===== PROVIDED RECORDS =====
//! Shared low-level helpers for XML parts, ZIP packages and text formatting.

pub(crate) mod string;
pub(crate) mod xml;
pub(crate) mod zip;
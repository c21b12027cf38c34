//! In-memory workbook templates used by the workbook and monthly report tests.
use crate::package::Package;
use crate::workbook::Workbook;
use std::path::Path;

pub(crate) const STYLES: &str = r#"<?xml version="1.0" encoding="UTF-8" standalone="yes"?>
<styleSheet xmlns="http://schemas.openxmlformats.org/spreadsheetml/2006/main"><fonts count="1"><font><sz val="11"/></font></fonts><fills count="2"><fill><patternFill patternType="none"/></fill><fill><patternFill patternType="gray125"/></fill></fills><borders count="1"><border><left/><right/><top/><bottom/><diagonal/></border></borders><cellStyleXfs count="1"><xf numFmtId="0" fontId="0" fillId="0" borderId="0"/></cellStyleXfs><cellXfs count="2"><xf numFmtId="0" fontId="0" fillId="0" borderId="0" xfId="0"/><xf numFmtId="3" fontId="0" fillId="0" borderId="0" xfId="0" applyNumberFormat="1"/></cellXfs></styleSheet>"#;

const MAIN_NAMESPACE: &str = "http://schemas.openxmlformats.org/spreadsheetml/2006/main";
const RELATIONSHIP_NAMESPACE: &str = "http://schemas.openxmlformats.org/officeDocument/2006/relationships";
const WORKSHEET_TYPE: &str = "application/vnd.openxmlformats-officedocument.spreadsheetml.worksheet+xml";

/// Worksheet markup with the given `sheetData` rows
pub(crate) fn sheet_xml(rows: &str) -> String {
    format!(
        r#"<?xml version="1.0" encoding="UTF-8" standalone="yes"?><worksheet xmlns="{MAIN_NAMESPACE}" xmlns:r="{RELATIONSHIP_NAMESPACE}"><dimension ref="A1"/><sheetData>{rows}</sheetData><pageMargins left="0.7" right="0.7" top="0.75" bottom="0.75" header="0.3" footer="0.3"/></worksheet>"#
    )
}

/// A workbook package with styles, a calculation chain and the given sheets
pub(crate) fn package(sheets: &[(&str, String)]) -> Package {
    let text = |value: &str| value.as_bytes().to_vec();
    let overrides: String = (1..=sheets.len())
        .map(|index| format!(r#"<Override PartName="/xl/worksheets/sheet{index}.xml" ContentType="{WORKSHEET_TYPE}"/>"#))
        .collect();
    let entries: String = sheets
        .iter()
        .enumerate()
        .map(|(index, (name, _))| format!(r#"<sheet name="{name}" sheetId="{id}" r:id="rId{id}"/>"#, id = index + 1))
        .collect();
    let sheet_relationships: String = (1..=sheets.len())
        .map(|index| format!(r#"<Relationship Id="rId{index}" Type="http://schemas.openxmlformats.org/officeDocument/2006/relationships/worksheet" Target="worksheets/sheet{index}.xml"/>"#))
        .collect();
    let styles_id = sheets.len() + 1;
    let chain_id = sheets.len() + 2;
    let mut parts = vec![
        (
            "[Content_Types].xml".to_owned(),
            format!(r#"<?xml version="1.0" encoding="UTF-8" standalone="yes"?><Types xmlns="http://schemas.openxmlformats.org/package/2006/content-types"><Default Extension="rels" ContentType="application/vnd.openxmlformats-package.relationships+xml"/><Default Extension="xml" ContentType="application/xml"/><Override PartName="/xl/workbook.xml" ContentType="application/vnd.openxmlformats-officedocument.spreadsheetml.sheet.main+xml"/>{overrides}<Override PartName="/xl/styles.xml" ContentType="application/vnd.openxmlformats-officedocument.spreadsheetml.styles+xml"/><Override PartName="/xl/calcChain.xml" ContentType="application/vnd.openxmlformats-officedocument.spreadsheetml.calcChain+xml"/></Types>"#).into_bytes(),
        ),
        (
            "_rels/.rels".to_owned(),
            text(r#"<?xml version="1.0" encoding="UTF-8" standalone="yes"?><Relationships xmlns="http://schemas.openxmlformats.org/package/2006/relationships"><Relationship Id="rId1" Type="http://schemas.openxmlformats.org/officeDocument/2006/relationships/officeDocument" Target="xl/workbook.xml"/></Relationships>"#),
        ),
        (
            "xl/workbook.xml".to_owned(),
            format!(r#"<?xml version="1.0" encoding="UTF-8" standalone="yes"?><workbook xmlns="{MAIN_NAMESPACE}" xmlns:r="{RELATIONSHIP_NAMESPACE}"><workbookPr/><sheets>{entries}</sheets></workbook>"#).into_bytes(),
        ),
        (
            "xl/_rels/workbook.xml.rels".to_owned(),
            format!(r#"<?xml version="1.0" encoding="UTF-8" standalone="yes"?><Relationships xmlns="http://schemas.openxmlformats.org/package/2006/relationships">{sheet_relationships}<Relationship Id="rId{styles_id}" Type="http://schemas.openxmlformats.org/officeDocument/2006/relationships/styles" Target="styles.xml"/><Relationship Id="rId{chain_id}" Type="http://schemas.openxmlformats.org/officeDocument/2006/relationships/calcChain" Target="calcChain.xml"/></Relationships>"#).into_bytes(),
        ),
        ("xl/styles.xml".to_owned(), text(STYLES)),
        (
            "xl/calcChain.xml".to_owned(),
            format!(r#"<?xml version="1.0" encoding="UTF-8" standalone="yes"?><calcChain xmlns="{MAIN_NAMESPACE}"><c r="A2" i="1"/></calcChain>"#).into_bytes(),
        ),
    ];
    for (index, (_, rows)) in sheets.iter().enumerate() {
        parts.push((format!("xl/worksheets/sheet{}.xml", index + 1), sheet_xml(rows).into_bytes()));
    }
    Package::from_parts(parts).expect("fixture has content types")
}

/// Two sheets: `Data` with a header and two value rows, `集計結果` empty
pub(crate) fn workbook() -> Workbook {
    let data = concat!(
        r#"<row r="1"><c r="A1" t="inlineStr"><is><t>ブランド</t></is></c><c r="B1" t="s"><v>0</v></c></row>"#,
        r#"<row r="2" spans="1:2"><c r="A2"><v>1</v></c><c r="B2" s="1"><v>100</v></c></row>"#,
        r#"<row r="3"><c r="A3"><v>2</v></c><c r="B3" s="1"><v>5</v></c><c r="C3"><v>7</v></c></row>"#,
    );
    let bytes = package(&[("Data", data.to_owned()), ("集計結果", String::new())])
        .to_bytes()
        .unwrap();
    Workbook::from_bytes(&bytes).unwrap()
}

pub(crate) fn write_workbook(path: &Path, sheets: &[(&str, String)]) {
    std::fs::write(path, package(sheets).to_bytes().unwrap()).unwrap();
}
=====
WHAT THE EXERCISE ASKS — Transcribe the listing. Every line must match exactly.

RESPONSE TO THIS TASK —
//! Shared low-level helpers for XML parts, ZIP packages and text formatting.

pub(crate) mod string;
pub(crate) mod xml;
pub(crate) mod zip;
repository c21b12027cf38c34
//! In-memory workbook templates used by the workbook and monthly report tests.
use crate::package::Package;
use crate::workbook::Workbook;
use std::path::Path;

pub(crate) const STYLES: &str = r#"<?xml version="1.0" encoding="UTF-8" standalone="yes"?>
<styleSheet xmlns="http://schemas.openxmlformats.org/spreadsheetml/2006/main"><fonts count="1"><font><sz val="11"/></font></fonts><fills count="2"><fill><patternFill patternType="none"/></fill><fill><patternFill patternType="gray125"/></fill></fills><borders count="1"><border><left/><right/><top/><bottom/><diagonal/></border></borders><cellStyleXfs count="1"><xf numFmtId="0" fontId="0" fillId="0" borderId="0"/></cellStyleXfs><cellXfs count="2"><xf numFmtId="0" fontId="0" fillId="0" borderId="0" xfId="0"/><xf numFmtId="3" fontId="0" fillId="0" borderId="0" xfId="0" applyNumberFormat="1"/></cellXfs></styleSheet>"#;

const MAIN_NAMESPACE: &str = "http://schemas.openxmlformats.org/spreadsheetml/2006/main";
const RELATIONSHIP_NAMESPACE: &str = "http://schemas.openxmlformats.org/officeDocument/2006/relationships";
const WORKSHEET_TYPE: &str = "application/vnd.openxmlformats-officedocument.spreadsheetml.worksheet+xml";

/// Worksheet markup with the given `sheetData` rows
pub(crate) fn sheet_xml(rows: &str) -> String {
    format!(
        r#"<?xml version="1.0" encoding="UTF-8" standalone="yes"?><worksheet xmlns="{MAIN_NAMESPACE}" xmlns:r="{RELATIONSHIP_NAMESPACE}"><dimension ref="A1"/><sheetData>{rows}</sheetData><pageMargins left="0.7" right="0.7" top="0.75" bottom="0.75" header="0.3" footer="0.3"/></worksheet>"#
    )
}

/// A workbook package with styles, a calculation chain and the given sheets
pub(crate) fn package(sheets: &[(&str, String)]) -> Package {
    let text = |value: &str| value.as_bytes().to_vec();
    let overrides: String = (1..=sheets.len())
        .map(|index| format!(r#"<Override PartName="/xl/worksheets/sheet{index}.xml" ContentType="{WORKSHEET_TYPE}"/>"#))
        .collect();
    let entries: String = sheets
        .iter()
        .enumerate()
        .map(|(index, (name, _))| format!(r#"<sheet name="{name}" sheetId="{id}" r:id="rId{id}"/>"#, id = index + 1))
        .collect();
    let sheet_relationships: String = (1..=sheets.len())
        .map(|index| format!(r#"<Relationship Id="rId{index}" Type="http://schemas.openxmlformats.org/officeDocument/2006/relationships/worksheet" Target="worksheets/sheet{index}.xml"/>"#))
        .collect();
    let styles_id = sheets.len() + 1;
    let chain_id = sheets.len() + 2;
    let mut parts = vec![
        (
            "[Content_Types].xml".to_owned(),
            format!(r#"<?xml version="1.0" encoding="UTF-8" standalone="yes"?><Types xmlns="http://schemas.openxmlformats.org/package/2006/content-types"><Default Extension="rels" ContentType="application/vnd.openxmlformats-package.relationships+xml"/><Default Extension="xml" ContentType="application/xml"/><Override PartName="/xl/workbook.xml" ContentType="application/vnd.openxmlformats-officedocument.spreadsheetml.sheet.main+xml"/>{overrides}<Override PartName="/xl/styles.xml" ContentType="application/vnd.openxmlformats-officedocument.spreadsheetml.styles+xml"/><Override PartName="/xl/calcChain.xml" ContentType="application/vnd.openxmlformats-officedocument.spreadsheetml.calcChain+xml"/></Types>"#).into_bytes(),
        ),
        (
            "_rels/.rels".to_owned(),
            text(r#"<?xml version="1.0" encoding="UTF-8" standalone="yes"?><Relationships xmlns="http://schemas.openxmlformats.org/package/2006/relationships"><Relationship Id="rId1" Type="http://schemas.openxmlformats.org/officeDocument/2006/relationships/officeDocument" Target="xl/workbook.xml"/></Relationships>"#),
        ),
        (
            "xl/workbook.xml".to_owned(),
            format!(r#"<?xml version="1.0" encoding="UTF-8" standalone="yes"?><workbook xmlns="{MAIN_NAMESPACE}" xmlns:r="{RELATIONSHIP_NAMESPACE}"><workbookPr/><sheets>{entries}</sheets></workbook>"#).into_bytes(),
        ),
        (
            "xl/_rels/workbook.xml.rels".to_owned(),
            format!(r#"<?xml version="1.0" encoding="UTF-8" standalone="yes"?><Relationships xmlns="http://schemas.openxmlformats.org/package/2006/relationships">{sheet_relationships}<Relationship Id="rId{styles_id}" Type="http://schemas.openxmlformats.org/officeDocument/2006/relationships/styles" Target="styles.xml"/><Relationship Id="rId{chain_id}" Type="http://schemas.openxmlformats.org/officeDocument/2006/relationships/calcChain" Target="calcChain.xml"/></Relationships>"#).into_bytes(),
        ),
        ("xl/styles.xml".to_owned(), text(STYLES)),
        (
            "xl/calcChain.xml".to_owned(),
            format!(r#"<?xml version="1.0" encoding="UTF-8" standalone="yes"?><calcChain xmlns="{MAIN_NAMESPACE}"><c r="A2" i="1"/></calcChain>"#).into_bytes(),
        ),
    ];
    for (index, (_, rows)) in sheets.iter().enumerate() {
        parts.push((format!("xl/worksheets/sheet{}.xml", index + 1), sheet_xml(rows).into_bytes()));
    }
    Package::from_parts(parts).expect("fixture has content types")
}

/// Two sheets: `Data` with a header and two value rows, `集計結果` empty
pub(crate) fn workbook() -> Workbook {
    let data = concat!(
        r#"<row r="1"><c r="A1" t="inlineStr"><is><t>ブランド</t></is></c><c r="B1" t="s"><v>0</v></c></row>"#,
        r#"<row r="2" spans="1:2"><c r="A2"><v>1</v></c><c r="B2" s="1"><v>100</v></c></row>"#,
        r#"<row r="3"><c r="A3"><v>2</v></c><c r="B3" s="1"><v>5</v></c><c r="C3"><v>7</v></c></row>"#,
    );
    let bytes = package(&[("Data", data.to_owned()), ("集計結果", String::new())])
        .to_bytes()
        .unwrap();
    Workbook::from_bytes(&bytes).unwrap()
}

pub(crate) fn write_workbook(path: &Path, sheets: &[(&str, String)]) {
    std::fs::write(path, package(sheets).to_bytes().unwrap()).unwrap();
}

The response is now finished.